» **TASK TO CARRY OUT**
Read the records beneath this task and copy every line that contains the string "verified".

Dataset excerpts:
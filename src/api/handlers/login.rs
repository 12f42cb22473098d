use crate::api::{
    handlers::{
        auth::{
            consume_flashes,
            principal::redirect_if_authenticated,
            session::start_session,
            storage::lookup_credentials,
            verify_dummy, verify_password, AuthConfig, FieldErrors, Flash, LoginForm,
        },
        internal_error, page,
    },
    views::Views,
};
use axum::{
    extract::{Extension, Form},
    http::{header::SET_COOKIE, HeaderMap, StatusCode},
    response::{IntoResponse, Redirect, Response},
};
use sqlx::PgPool;
use std::sync::Arc;
use tracing::{debug, error, info, instrument};

/// Shown for both unknown usernames and wrong passwords.
pub(crate) const MSG_INVALID_CREDENTIALS: &str = "Invalid username or password.";

#[instrument(skip(headers, pool, config, views))]
pub async fn login_form(
    headers: HeaderMap,
    pool: Extension<PgPool>,
    config: Extension<AuthConfig>,
    views: Extension<Arc<Views>>,
) -> Response {
    if let Some(response) = redirect_if_authenticated(&headers, &pool).await {
        return response;
    }

    let (flashes, response_headers) = consume_flashes(&headers, &config);
    page(
        StatusCode::OK,
        response_headers,
        views.login("", &FieldErrors::default(), &flashes),
    )
}

#[instrument(skip(headers, pool, config, views, payload))]
pub async fn login(
    headers: HeaderMap,
    pool: Extension<PgPool>,
    config: Extension<AuthConfig>,
    views: Extension<Arc<Views>>,
    payload: Option<Form<LoginForm>>,
) -> Response {
    if let Some(response) = redirect_if_authenticated(&headers, &pool).await {
        return response;
    }

    let Some(Form(form)) = payload else {
        return (StatusCode::BAD_REQUEST, "Missing form data").into_response();
    };

    debug!("form: {:?}", form);

    let (mut flashes, response_headers) = consume_flashes(&headers, &config);

    let credentials = match form.validate() {
        Ok(credentials) => credentials,
        Err(errors) => {
            return page(
                StatusCode::OK,
                response_headers,
                views.login(form.username(), &errors, &flashes),
            );
        }
    };

    let record = match lookup_credentials(&pool, &credentials.username).await {
        Ok(record) => record,
        Err(err) => {
            error!("Failed to lookup credentials: {err:#}");
            return internal_error();
        }
    };

    let password = credentials.password;
    let verified = tokio::task::spawn_blocking(move || match record {
        Some(record) if verify_password(&password, &record.password_hash) => {
            Some(record.account_id)
        }
        Some(_) => None,
        None => {
            verify_dummy(&password);
            None
        }
    })
    .await;

    let account_id = match verified {
        Ok(Some(account_id)) => account_id,
        Ok(None) => {
            debug!("Rejected login attempt");
            flashes.push(Flash::danger(MSG_INVALID_CREDENTIALS));
            return page(
                StatusCode::OK,
                response_headers,
                views.login(form.username(), &FieldErrors::default(), &flashes),
            );
        }
        Err(err) => {
            error!("Password verification task failed: {err}");
            return internal_error();
        }
    };

    match start_session(&pool, &config, account_id).await {
        Ok(cookie) => {
            info!("Account {account_id} logged in");
            let mut headers = response_headers;
            headers.append(SET_COOKIE, cookie);
            (headers, Redirect::to("/")).into_response()
        }
        Err(err) => {
            error!("Failed to start session: {err:#}");
            internal_error()
        }
    }
}
use anyhow::Result;
use once_cell::sync::OnceCell;
use opentelemetry::propagation::TextMapCompositePropagator;
use opentelemetry::{global, trace::TracerProvider as _, KeyValue};
use opentelemetry_otlp::WithExportConfig;
use opentelemetry_sdk::{
    propagation::{BaggagePropagator, TraceContextPropagator},
    trace::SdkTracerProvider,
    Resource,
};
use std::{env::var, time::Duration};
use tracing::{debug, Level};
use tracing_subscriber::{fmt, layer::SubscriberExt, EnvFilter, Registry};
use ulid::Ulid;

static TRACER_PROVIDER: OnceCell<SdkTracerProvider> = OnceCell::new();

fn normalize_endpoint(ep: String) -> String {
    if ep.starts_with("http://") || ep.starts_with("https://") {
        ep
    } else {
        // Default to https for gRPC if no scheme supplied
        format!("https://{}", ep.trim_end_matches('/'))
    }
}

fn init_provider(endpoint: String) -> Result<SdkTracerProvider> {
    if let Ok(proto) = var("OTEL_EXPORTER_OTLP_PROTOCOL") {
        if proto != "grpc" {
            debug!(
                "OTEL_EXPORTER_OTLP_PROTOCOL='{}' ignored: only 'grpc' is supported",
                proto
            );
        }
    }

    let endpoint = normalize_endpoint(endpoint);

    let exporter = opentelemetry_otlp::SpanExporter::builder()
        .with_tonic()
        .with_endpoint(&endpoint)
        .with_timeout(Duration::from_secs(3))
        .build()?;

    let instance_id = var("OTEL_SERVICE_INSTANCE_ID").unwrap_or_else(|_| Ulid::new().to_string());

    let provider = SdkTracerProvider::builder()
        .with_batch_exporter(exporter)
        .with_resource(
            Resource::builder_empty()
                .with_attributes(vec![
                    KeyValue::new("service.name", env!("CARGO_PKG_NAME")),
                    KeyValue::new("service.version", env!("CARGO_PKG_VERSION")),
                    KeyValue::new("service.instance.id", instance_id),
                ])
                .build(),
        )
        .build();

    let _ = TRACER_PROVIDER.set(provider.clone());

    global::set_tracer_provider(provider.clone());
    global::set_text_map_propagator(TextMapCompositePropagator::new(vec![
        Box::new(TraceContextPropagator::new()),
        Box::new(BaggagePropagator::new()),
    ]));

    Ok(provider)
}

fn env_filter(verbosity_level: Level) -> Result<EnvFilter> {
    Ok(EnvFilter::builder()
        .with_default_directive(verbosity_level.into())
        .from_env_lossy()
        .add_directive("hyper=error".parse()?)
        .add_directive("tokio=error".parse()?)
        .add_directive("sqlx=warn".parse()?)
        .add_directive("opentelemetry_sdk=warn".parse()?))
}

/// Initialize logging + (optional) tracing exporter
/// Tracing is exported if `OTEL_EXPORTER_OTLP_ENDPOINT` is set (gRPC only).
///
/// # Errors
///
/// Returns an error if tracer or subscriber initialization fails
pub fn init(verbosity_level: Option<Level>) -> Result<()> {
    let verbosity_level = verbosity_level.unwrap_or(Level::ERROR);

    let fmt_layer = fmt::layer()
        .with_file(true)
        .with_line_number(true)
        .with_thread_ids(true)
        .with_target(false);

    let filter = env_filter(verbosity_level)?;

    if let Ok(endpoint) = var("OTEL_EXPORTER_OTLP_ENDPOINT") {
        let provider = init_provider(endpoint)?;
        let otel_layer =
            tracing_opentelemetry::layer().with_tracer(provider.tracer(env!("CARGO_PKG_NAME")));

        let subscriber = Registry::default()
            .with(fmt_layer)
            .with(otel_layer)
            .with(filter);
        tracing::subscriber::set_global_default(subscriber)?;
    } else {
        let subscriber = Registry::default().with(fmt_layer).with(filter);
        tracing::subscriber::set_global_default(subscriber)?;
    }

    Ok(())
}

/// Flush and shut down the tracer provider (noop if not initialized)
pub fn shutdown_tracer() {
    if let Some(provider) = TRACER_PROVIDER.get() {
        debug!("shutting down tracer provider");
        let _ = provider.shutdown();
    }
}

» **COMPLETED EXERCISE**
    let verified = tokio::task::spawn_blocking(move || match record {
    let account_id = match verified {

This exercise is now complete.